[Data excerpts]

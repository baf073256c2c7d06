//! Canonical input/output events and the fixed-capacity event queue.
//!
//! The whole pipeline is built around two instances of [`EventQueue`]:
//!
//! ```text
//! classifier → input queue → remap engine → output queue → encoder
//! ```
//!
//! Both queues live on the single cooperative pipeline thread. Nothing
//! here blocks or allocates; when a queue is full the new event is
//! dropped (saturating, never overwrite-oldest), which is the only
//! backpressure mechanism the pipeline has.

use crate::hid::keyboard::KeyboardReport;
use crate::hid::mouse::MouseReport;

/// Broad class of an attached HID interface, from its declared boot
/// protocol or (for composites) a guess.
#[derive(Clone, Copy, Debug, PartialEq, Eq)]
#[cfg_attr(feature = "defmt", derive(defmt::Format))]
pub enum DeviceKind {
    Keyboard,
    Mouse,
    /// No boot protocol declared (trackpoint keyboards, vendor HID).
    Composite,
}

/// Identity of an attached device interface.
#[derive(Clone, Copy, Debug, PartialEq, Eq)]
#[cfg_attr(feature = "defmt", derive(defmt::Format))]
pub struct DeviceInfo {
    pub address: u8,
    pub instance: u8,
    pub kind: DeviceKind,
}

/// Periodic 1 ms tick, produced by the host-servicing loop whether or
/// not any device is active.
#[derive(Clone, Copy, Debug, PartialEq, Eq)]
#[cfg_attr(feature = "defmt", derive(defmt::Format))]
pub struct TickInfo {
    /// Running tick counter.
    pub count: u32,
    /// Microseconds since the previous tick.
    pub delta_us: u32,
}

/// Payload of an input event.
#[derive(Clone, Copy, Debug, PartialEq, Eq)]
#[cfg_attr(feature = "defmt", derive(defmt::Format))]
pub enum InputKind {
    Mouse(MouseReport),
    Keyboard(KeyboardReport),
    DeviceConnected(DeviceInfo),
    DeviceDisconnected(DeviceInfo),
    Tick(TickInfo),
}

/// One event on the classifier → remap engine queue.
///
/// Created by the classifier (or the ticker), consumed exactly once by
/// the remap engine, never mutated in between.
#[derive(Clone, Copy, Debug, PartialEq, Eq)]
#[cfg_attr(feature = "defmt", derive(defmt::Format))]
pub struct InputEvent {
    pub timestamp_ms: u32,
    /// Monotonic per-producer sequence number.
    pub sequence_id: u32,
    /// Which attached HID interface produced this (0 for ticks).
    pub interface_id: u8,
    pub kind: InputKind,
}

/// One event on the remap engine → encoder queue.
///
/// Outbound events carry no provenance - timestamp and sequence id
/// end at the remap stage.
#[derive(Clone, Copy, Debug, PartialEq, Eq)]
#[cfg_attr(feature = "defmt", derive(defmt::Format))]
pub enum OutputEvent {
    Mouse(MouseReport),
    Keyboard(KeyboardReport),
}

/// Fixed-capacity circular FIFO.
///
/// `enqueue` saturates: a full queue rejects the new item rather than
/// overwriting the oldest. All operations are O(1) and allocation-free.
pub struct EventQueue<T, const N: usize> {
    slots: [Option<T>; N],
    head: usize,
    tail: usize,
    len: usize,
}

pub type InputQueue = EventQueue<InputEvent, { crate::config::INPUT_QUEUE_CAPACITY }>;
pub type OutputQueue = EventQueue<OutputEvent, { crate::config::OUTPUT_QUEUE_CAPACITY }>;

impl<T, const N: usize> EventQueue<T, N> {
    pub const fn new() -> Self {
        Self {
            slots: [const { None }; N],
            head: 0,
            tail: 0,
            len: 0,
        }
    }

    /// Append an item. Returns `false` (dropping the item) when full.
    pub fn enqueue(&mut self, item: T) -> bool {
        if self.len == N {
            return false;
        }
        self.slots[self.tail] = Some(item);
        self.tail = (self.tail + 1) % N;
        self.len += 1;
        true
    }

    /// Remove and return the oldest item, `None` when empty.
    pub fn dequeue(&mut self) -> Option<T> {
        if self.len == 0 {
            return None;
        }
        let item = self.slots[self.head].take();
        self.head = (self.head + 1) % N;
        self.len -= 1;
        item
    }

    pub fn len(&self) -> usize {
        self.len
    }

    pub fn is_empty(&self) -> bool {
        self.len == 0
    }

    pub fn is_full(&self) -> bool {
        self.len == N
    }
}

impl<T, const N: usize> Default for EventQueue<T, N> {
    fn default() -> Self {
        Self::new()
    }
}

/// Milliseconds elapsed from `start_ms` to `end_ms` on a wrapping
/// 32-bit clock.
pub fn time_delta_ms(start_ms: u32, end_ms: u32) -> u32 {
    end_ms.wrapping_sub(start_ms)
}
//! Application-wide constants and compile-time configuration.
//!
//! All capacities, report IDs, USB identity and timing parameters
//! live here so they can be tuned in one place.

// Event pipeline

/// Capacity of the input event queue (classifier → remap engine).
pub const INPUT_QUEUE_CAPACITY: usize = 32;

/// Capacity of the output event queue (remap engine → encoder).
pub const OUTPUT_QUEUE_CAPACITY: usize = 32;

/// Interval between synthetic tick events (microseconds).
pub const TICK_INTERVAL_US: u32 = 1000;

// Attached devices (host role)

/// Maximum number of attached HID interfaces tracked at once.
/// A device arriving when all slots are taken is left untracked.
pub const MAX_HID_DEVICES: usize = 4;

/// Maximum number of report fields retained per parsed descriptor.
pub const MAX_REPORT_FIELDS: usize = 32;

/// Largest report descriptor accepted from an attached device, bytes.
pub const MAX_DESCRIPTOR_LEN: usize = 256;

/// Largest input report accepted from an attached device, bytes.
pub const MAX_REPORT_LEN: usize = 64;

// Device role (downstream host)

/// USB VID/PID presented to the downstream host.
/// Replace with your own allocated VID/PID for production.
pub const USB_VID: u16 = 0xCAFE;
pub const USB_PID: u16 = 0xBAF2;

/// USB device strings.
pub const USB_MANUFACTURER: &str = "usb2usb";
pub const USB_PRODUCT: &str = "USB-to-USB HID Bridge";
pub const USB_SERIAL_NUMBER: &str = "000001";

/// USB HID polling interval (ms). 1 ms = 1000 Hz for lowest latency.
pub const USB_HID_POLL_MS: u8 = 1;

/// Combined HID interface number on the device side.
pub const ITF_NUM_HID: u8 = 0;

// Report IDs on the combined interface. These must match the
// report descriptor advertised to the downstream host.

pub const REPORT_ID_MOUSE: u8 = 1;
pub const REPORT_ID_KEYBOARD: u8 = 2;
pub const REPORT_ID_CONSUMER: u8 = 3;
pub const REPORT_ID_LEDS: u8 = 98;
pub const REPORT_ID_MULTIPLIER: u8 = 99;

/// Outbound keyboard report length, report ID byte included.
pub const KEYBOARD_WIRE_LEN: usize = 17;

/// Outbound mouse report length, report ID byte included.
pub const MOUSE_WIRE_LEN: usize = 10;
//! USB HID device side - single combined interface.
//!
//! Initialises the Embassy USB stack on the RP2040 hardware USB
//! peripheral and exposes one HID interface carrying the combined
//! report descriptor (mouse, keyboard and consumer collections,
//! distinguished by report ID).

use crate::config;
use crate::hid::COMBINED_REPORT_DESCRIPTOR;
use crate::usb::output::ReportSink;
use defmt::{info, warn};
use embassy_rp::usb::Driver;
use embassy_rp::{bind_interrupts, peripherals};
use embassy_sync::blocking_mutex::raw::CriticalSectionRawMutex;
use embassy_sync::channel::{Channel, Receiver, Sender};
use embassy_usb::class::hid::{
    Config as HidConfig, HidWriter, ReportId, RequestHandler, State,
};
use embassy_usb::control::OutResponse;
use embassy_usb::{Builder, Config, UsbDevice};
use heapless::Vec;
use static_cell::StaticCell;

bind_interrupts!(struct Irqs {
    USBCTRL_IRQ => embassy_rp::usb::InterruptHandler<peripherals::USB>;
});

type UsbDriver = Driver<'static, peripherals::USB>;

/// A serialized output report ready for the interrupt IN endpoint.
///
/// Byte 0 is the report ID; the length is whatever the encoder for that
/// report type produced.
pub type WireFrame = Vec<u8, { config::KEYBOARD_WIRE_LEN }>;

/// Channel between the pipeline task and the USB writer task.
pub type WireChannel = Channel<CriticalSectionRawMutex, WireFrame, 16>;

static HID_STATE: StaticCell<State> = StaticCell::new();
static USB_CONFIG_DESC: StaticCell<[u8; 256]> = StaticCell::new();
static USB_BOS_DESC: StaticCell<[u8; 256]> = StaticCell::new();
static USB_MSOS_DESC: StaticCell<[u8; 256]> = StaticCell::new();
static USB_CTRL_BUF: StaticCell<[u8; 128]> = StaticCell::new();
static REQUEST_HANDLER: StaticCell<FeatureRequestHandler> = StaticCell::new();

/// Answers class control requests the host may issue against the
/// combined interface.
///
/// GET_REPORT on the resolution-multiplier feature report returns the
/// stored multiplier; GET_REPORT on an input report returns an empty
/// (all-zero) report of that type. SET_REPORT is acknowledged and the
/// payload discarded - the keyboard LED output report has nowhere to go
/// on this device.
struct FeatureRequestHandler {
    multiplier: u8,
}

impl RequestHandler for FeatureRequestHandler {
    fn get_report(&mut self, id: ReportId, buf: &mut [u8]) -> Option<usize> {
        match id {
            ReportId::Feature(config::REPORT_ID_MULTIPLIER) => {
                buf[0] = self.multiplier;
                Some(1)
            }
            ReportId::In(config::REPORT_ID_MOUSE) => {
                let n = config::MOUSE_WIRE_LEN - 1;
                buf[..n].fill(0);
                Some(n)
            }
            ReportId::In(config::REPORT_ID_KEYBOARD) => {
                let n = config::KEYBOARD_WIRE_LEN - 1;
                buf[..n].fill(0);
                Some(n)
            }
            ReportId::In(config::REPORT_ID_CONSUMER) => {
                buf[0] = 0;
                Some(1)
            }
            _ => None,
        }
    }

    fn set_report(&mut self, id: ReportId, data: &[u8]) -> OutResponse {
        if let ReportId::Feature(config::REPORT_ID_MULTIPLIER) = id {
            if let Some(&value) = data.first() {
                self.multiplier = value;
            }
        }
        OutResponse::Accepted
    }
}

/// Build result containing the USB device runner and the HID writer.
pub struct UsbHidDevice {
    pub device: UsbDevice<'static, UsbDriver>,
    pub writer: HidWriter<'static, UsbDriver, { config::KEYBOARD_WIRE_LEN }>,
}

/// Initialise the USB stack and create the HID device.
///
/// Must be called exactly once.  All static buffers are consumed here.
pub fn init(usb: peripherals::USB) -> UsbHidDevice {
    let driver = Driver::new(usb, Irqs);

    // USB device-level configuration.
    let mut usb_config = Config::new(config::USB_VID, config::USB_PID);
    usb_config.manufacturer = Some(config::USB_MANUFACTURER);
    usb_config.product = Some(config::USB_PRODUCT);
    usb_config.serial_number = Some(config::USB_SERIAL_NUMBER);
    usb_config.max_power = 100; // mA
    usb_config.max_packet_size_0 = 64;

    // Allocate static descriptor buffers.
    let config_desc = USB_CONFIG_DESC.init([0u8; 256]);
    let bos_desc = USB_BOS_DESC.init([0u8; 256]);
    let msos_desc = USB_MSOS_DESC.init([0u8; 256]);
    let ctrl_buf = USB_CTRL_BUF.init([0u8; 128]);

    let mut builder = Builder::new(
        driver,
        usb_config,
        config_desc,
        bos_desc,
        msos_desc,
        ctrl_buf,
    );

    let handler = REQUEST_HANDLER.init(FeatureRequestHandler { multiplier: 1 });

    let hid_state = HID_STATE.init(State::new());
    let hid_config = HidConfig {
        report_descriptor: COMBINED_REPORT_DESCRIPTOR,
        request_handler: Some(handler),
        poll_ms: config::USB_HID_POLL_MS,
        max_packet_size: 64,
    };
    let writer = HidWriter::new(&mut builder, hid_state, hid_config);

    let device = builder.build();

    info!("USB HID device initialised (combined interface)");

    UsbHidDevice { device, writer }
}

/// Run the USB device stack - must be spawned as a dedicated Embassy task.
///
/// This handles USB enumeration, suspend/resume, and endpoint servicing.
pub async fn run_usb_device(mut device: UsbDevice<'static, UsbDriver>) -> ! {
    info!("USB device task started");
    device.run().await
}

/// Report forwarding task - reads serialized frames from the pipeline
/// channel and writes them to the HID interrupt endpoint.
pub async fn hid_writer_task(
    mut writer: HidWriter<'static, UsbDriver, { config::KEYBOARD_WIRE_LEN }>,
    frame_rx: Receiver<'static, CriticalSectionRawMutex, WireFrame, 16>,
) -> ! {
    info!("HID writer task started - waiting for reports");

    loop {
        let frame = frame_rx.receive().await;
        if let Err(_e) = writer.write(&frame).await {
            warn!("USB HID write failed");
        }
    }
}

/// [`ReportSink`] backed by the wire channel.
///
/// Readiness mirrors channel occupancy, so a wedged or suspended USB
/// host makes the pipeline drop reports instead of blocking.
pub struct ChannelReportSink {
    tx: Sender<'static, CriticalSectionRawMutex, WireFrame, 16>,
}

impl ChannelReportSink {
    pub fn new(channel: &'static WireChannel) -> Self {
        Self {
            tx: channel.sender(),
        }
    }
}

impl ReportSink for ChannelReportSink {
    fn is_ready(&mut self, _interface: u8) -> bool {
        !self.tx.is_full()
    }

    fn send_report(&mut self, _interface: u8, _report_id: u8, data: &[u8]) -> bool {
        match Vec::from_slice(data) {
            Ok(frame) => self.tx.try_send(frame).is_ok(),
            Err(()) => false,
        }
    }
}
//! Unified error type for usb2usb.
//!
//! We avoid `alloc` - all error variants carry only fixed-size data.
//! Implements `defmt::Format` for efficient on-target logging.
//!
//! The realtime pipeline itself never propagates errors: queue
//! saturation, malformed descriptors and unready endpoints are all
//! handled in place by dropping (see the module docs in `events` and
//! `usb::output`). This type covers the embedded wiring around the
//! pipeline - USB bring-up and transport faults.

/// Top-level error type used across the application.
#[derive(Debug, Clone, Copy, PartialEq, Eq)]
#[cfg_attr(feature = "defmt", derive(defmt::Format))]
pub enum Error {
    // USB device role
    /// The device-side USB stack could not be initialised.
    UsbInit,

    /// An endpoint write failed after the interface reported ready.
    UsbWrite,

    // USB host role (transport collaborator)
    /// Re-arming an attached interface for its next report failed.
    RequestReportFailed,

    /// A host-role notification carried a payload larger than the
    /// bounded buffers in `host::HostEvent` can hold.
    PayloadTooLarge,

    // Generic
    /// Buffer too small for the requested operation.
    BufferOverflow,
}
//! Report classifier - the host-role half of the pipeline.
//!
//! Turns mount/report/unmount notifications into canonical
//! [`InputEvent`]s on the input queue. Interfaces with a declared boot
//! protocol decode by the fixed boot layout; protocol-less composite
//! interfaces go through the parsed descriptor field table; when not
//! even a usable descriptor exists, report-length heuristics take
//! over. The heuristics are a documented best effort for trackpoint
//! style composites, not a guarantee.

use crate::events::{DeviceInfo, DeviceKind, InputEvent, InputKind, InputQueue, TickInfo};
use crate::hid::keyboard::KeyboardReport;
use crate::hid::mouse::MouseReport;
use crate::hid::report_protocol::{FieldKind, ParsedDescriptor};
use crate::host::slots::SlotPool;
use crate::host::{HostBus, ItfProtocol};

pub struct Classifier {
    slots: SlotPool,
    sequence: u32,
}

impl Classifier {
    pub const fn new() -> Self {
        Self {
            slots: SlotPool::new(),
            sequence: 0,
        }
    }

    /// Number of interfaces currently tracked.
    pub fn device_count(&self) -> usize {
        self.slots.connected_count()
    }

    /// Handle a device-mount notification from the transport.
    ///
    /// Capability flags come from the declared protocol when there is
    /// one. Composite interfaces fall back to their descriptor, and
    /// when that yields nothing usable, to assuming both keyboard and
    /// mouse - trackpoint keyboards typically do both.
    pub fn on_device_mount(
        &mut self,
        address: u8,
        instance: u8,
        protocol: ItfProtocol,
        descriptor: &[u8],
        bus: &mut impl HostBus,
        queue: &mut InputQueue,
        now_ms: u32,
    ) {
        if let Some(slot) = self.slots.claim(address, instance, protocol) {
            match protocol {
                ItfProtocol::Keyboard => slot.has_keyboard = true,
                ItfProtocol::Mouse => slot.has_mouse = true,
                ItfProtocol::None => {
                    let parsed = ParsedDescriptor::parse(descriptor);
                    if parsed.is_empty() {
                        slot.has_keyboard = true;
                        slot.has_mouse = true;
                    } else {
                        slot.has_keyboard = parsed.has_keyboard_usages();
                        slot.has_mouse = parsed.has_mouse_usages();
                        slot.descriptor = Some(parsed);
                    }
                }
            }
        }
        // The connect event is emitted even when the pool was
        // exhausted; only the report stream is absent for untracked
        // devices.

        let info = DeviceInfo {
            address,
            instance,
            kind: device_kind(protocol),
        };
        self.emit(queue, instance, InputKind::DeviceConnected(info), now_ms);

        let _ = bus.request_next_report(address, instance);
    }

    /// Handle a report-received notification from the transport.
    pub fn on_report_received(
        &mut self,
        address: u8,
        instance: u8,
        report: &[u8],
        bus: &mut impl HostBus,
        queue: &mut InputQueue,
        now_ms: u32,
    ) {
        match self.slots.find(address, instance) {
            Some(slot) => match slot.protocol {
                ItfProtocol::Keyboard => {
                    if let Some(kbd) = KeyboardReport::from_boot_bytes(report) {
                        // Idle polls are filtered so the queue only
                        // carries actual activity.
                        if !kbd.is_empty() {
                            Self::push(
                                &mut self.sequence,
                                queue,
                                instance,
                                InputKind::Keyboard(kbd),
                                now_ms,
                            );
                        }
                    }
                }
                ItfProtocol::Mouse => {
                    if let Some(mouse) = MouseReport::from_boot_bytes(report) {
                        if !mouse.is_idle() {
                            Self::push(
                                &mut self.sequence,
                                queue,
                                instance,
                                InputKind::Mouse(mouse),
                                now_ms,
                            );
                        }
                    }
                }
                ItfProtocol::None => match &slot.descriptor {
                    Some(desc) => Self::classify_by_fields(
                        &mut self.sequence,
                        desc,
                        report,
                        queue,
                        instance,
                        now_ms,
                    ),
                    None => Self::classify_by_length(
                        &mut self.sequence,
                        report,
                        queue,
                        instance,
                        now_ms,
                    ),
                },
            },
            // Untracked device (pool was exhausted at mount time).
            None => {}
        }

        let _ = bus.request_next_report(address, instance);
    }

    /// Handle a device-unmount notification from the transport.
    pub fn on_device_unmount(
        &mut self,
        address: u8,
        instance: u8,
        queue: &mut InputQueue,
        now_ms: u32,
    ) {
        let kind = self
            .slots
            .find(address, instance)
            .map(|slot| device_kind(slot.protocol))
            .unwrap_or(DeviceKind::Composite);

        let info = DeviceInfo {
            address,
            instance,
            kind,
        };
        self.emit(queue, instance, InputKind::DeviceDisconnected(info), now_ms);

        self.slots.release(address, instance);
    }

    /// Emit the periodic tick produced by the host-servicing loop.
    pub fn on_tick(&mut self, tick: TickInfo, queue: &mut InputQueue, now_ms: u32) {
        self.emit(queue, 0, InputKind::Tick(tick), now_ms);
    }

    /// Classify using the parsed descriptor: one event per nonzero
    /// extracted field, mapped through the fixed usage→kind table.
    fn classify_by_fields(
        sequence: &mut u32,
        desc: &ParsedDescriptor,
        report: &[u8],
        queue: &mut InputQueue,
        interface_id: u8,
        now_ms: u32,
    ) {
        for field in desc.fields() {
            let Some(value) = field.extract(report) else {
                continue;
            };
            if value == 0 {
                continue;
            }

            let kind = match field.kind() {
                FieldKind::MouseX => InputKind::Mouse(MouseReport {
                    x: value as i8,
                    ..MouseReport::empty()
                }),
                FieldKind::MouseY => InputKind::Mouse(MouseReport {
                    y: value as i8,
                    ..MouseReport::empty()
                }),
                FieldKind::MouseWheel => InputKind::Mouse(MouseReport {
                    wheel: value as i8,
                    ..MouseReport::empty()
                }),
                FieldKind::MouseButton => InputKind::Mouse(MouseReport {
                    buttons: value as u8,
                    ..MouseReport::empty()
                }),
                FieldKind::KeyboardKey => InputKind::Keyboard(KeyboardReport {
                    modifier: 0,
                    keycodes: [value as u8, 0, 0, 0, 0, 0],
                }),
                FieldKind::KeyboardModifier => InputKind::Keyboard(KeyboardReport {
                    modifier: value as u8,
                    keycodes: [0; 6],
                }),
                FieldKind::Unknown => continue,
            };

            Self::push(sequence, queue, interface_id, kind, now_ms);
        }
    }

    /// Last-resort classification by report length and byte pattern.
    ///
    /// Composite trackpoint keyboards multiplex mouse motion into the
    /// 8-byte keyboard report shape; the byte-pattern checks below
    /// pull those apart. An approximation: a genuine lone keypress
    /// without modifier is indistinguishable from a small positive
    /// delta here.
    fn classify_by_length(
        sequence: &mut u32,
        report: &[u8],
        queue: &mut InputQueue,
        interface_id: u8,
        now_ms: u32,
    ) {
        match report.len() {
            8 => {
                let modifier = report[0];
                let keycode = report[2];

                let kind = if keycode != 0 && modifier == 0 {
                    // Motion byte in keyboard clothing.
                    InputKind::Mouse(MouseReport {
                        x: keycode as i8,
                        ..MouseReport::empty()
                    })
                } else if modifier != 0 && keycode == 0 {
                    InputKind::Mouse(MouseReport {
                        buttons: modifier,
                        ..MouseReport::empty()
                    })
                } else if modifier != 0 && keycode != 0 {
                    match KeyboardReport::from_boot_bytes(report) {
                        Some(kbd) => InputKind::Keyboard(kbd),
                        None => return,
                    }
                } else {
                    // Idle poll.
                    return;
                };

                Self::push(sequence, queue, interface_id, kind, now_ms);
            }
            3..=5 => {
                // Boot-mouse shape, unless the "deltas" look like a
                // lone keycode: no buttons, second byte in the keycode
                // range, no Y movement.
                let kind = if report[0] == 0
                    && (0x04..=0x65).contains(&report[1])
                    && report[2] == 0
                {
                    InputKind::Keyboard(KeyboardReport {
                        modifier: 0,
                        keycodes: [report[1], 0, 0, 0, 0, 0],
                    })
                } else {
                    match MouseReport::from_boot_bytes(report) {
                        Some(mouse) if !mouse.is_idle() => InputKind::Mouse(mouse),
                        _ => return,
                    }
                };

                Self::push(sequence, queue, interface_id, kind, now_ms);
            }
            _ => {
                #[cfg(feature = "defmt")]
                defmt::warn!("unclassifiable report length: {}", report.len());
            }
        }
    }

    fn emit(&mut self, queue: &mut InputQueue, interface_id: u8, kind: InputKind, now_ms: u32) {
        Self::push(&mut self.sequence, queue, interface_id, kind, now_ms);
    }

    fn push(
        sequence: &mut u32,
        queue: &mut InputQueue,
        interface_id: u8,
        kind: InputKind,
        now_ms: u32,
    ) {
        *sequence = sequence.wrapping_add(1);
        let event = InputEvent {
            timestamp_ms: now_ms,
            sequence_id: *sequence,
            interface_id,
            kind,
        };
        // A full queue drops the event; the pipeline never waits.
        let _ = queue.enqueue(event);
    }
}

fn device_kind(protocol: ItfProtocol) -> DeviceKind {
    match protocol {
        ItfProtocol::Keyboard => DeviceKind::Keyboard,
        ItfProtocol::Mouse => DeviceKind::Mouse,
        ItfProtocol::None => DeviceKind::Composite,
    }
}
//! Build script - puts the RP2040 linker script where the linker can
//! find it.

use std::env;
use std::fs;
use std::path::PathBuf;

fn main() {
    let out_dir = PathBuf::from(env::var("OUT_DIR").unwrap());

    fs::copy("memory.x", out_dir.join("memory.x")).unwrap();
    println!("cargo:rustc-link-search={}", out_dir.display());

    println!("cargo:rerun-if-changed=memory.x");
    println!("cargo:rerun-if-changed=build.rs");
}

# Problem to solve
Would you state how many lines of the data above hold the string "EventQueue"? Reply with the number alone.

# Task result
6